Mendes participou da coordenação do Programa de Responsabilidade Social, uma proposta legal formulada pelo CDPP (Centro de Debate de Políticas Públicas) que busca mais eficiência em gastos sociais ao redesenhar programas como o salário-família, o abono salarial e o seguro-defeso.

Esse tipo de medida foi tentada pela equipe econômica, mas barrada por Bolsonaro quando ele disse publicamente que não tiraria dos pobres para dar aos paupérrimos. “A frase é muito forte, mas populista.

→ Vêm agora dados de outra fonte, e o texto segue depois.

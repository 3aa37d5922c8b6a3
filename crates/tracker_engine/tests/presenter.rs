use std::time::Duration;

use tokio::sync::watch;
use tokio::time::sleep;
use tracker_engine::StatusPresenter;

const DELAY: Duration = Duration::from_secs(1);

#[tokio::test(start_paused = true)]
async fn brief_drop_is_never_presented() {
    let (raw_tx, raw_rx) = watch::channel(true);
    let presenter = StatusPresenter::spawn(raw_rx, DELAY);
    let presented = presenter.presented();

    raw_tx.send_replace(false);
    sleep(Duration::from_millis(100)).await;
    raw_tx.send_replace(true);
    sleep(Duration::from_secs(5)).await;

    assert!(presenter.current());
    assert!(!presented.has_changed().unwrap());
}

#[tokio::test(start_paused = true)]
async fn stable_change_is_presented_after_the_delay() {
    let (raw_tx, raw_rx) = watch::channel(false);
    let presenter = StatusPresenter::spawn(raw_rx, DELAY);

    raw_tx.send_replace(true);
    sleep(Duration::from_millis(999)).await;
    assert!(!presenter.current());

    sleep(Duration::from_millis(2)).await;
    assert!(presenter.current());
}

#[tokio::test(start_paused = true)]
async fn every_change_restarts_the_delay() {
    let (raw_tx, raw_rx) = watch::channel(true);
    let presenter = StatusPresenter::spawn(raw_rx, DELAY);

    raw_tx.send_replace(false);
    sleep(Duration::from_millis(600)).await;
    raw_tx.send_replace(true);
    sleep(Duration::from_millis(600)).await;
    raw_tx.send_replace(false);
    sleep(Duration::from_millis(600)).await;
    assert!(presenter.current());

    sleep(Duration::from_millis(500)).await;
    assert!(!presenter.current());
}

#[tokio::test(start_paused = true)]
async fn dropping_the_presenter_cancels_the_pending_timer() {
    let (raw_tx, raw_rx) = watch::channel(true);
    let presenter = StatusPresenter::spawn(raw_rx, DELAY);
    let mut presented = presenter.presented();

    raw_tx.send_replace(false);
    sleep(Duration::from_millis(10)).await;
    drop(presenter);
    sleep(Duration::from_secs(5)).await;

    assert!(*presented.borrow());
    assert!(presented.changed().await.is_err());
}
use crate::{BatchStatus, JobId, JobStatus};

#[derive(Debug, Clone, PartialEq, Default)]
pub struct MonitorViewModel {
    pub connection: ConnectionView,
    pub batch_id: Option<String>,
    pub loading: bool,
    pub batch: Option<BatchRowView>,
    pub jobs: Vec<JobRowView>,
    pub watched_jobs: Vec<JobId>,
    pub last_error: Option<String>,
    pub decode_failures: u64,
    pub dirty: bool,
}

#[derive(Debug, Clone, Copy, PartialEq, Eq, Default)]
pub struct ConnectionView {
    pub connected: bool,
    pub reconnect_attempts: u32,
    pub gave_up: bool,
}

#[derive(Debug, Clone, PartialEq)]
pub struct BatchRowView {
    pub id: String,
    pub name: Option<String>,
    pub status: BatchStatus,
    pub total: u32,
    pub completed: u32,
    pub failed: u32,
    pub progress_percent: f64,
    pub actual_cost_cents: i64,
    pub estimated_cost_cents: Option<i64>,
}

#[derive(Debug, Clone, PartialEq, Eq)]
pub struct JobRowView {
    pub job_id: JobId,
    /// Episode title when known, otherwise the episode id.
    pub label: String,
    pub status: JobStatus,
    pub progress: u8,
    pub current_step: Option<String>,
    pub error_message: Option<String>,
}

Há uma série de programas que não mudam a pobreza nem na casa decimal”, diz Mendes.

Em sua visão, a chance de promover mudanças mais profundas no gasto público foi desperdiçada. “Perdemos a oportunidade de chamar a atenção da sociedade para o problema [de desequilíbrio] e impulsionar as reformas. O que o governo fez foi negar o problema [da Covid], fazer pouco-caso e apresentar soluções inócuas, como medicamentos ineficazes”, diz.

Ele afirma que, sem uma sinalização clara do presidente, as políticas não andam no Brasil. “Se não tiver um presidente com lista clara do que deve ser a prioridade, fica à deriva. É isso que estamos vendo.”

Caso os bloqueios políticos para mudanças mais profundas continuem, a solução que resta à equipe econômica seria encontrar agendas que, embora não urgentes, fariam diferença para o crescimento (como a nova Lei de Falências, a nova Lei de Licitações e a da cabotagem, aprovadas em 2020).

“Tudo isso vai melhorando a economia e ajudando na questão fiscal. Quanto melhor o nível de produção do país, maior a condição de o país honrar sua dívida”, afirma.

Além disso, continua importante jogar na defesa e evitar flexibilidades em regras fiscais, como o teto, que foram tentadas em diferentes momentos e por diferentes atores (do governo, do Congresso e até do Judiciário) em 2020. “É preciso evitar o pior, que você desmonte as regras fiscais e não coloque nada no lugar. Esse seria o pior cenário”, diz.